I'm tempted to try setting this one CGI to no-gzip, as it's not that
much content (most of the content is the javascripts and json files).
just ~30kb.
and I can also try pre-compressing the JSON files.

 A
 --
 Aaron Macks
 Sr. Unix Systems Engineer

 Harvard Business Publishing
 300 North Beacon St.|   Watertown, MA 02472
 (617) 783-7461  |   Fax: (617) 783-7467
 www.harvardbusiness.org |   Cell:(978) 317-3614

 On May 10, 2011, at 5:39 PM, Adam Schrotenboer wrote:

 On 05/10/2011 11:14 AM, Adam Schrotenboer wrote:
 I have a reasonably working mod_rewrite solution for serving
 pre-compressed files.

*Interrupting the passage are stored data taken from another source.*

//! CLI subcommands.

use std::path::{Path, PathBuf};

use aiui_manifest::Config;
use anyhow::{Context, Result};

pub mod build;
pub mod dev;
pub mod init;
pub mod resolve;
pub mod serve;
pub mod validate;

/// Load the site config and the directory its relative paths resolve from.
pub fn load_config(path: &Path) -> Result<(Config, PathBuf)> {
    let config = Config::load(path)
        .with_context(|| format!("Failed to load {}. Run 'aiui init' to create one.", path.display()))?;

    let base_dir = match path.parent() {
        Some(parent) if !parent.as_os_str().is_empty() => parent.to_path_buf(),
        _ => PathBuf::from("."),
    };

    Ok((config, base_dir))
}
//! Path-to-template resolution.

use std::cmp::Reverse;
use std::collections::BTreeMap;

use aiui_manifest::{RouteEntry, RouteManifest, SlotMap, TemplateConfig};
use serde::Serialize;

use crate::pattern::Pattern;

/// The template assignment selected for a path.
#[derive(Debug, Clone, PartialEq, Serialize)]
#[serde(rename_all = "camelCase")]
pub struct TemplateMatch {
    /// Template name
    pub template: String,

    /// Layout identifier from the template
    pub layout: String,

    /// Base slot assignment from the template
    pub slots: SlotMap,

    /// Route-level overrides (may be empty)
    pub slot_overrides: SlotMap,
}

impl TemplateMatch {
    /// Template slots with route overrides applied per key.
    pub fn merged_slots(&self) -> SlotMap {
        let mut merged = self.slots.clone();
        for (name, slot) in &self.slot_overrides {
            merged.insert(name.clone(), slot.clone());
        }
        merged
    }
}

/// A route with its compiled pattern.
#[derive(Debug)]
struct CompiledRoute<'a> {
    entry: &'a RouteEntry,
    pattern: Pattern,
}

/// Priority-ordered, pre-compiled view of a route manifest.
///
/// Routes are ordered by descending priority. Routes with equal priority
/// keep their declaration order, so the first declared route wins a tie.
/// Routes whose pattern is malformed are skipped with a warning and never
/// match; the rest of the manifest still resolves.
#[derive(Debug)]
pub struct Resolver<'a> {
    routes: Vec<CompiledRoute<'a>>,
}

impl<'a> Resolver<'a> {
    pub fn new(manifest: &'a RouteManifest) -> Self {
        let mut indexed: Vec<(usize, &RouteEntry)> = manifest.routes.iter().enumerate().collect();

        // Declaration index is part of the key, so tie-breaking does not
        // depend on sort stability.
        indexed.sort_by_key(|(index, route)| (Reverse(route.priority), *index));

        let routes = indexed
            .into_iter()
            .filter_map(|(_, entry)| match Pattern::compile(&entry.pattern) {
                Ok(pattern) => Some(CompiledRoute { entry, pattern }),
                Err(e) => {
                    tracing::warn!("Skipping route to template '{}': {}", entry.template, e);
                    None
                }
            })
            .collect();

        Self { routes }
    }

    /// Resolve the template for a path.
    ///
    /// Returns `None` when no route matches, or when the winning route
    /// names a template missing from `templates`.
    pub fn resolve(
        &self,
        path: &str,
        templates: &BTreeMap<String, TemplateConfig>,
    ) -> Option<TemplateMatch> {
        let route = self.routes.iter().find(|r| r.pattern.is_match(path))?;
        let entry = route.entry;

        let Some(template) = templates.get(&entry.template) else {
            tracing::warn!(
                "Template '{}' not found (route '{}', path '{}')",
                entry.template,
                entry.pattern,
                path
            );
            return None;
        };

        tracing::debug!(
            "Resolved '{}' to template '{}' via '{}'",
            path,
            entry.template,
            entry.pattern
        );

        Some(TemplateMatch {
            template: entry.template.clone(),
            layout: template.layout.clone(),
            slots: template.slots.clone(),
            slot_overrides: entry.slot_overrides.clone().unwrap_or_default(),
        })
    }

    /// Number of usable (well-formed) routes.
    pub fn len(&self) -> usize {
        self.routes.len()
    }

    pub fn is_empty(&self) -> bool {
        self.routes.is_empty()
    }
}

/// Resolve the template for a path in one call.
pub fn resolve_template(
    path: &str,
    manifest: &RouteManifest,
    templates: &BTreeMap<String, TemplateConfig>,
) -> Option<TemplateMatch> {
    Resolver::new(manifest).resolve(path, templates)
}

But if I enable mod_deflate, it seems to override
 my mod_rewrite method.

 Basic problem is this:
 serving jquery.js with mod_deflate takes 1sec to load, serving it
 pre-compressed (and mod_deflate disabled) takes 180msec to load.
 With mod_rewrite + mod_deflate enabled, I get the same 1sec to load this
 file.

 So I want to pre-compress some files, and have the rest be compressed on
 the fly. How do I make mod_deflate get out of the way for pre-compressed
 files?

 After more playing with it, the high latency under mod_deflate is caused
 by the change required to make 'flush' work (setting a low SetOutputBuffer).

 I'm _trying_ to make the javascript start being loaded while the CGI
 finishes putting together the page. It seems I can have one or the other
 (working flush, or fast mod_deflate).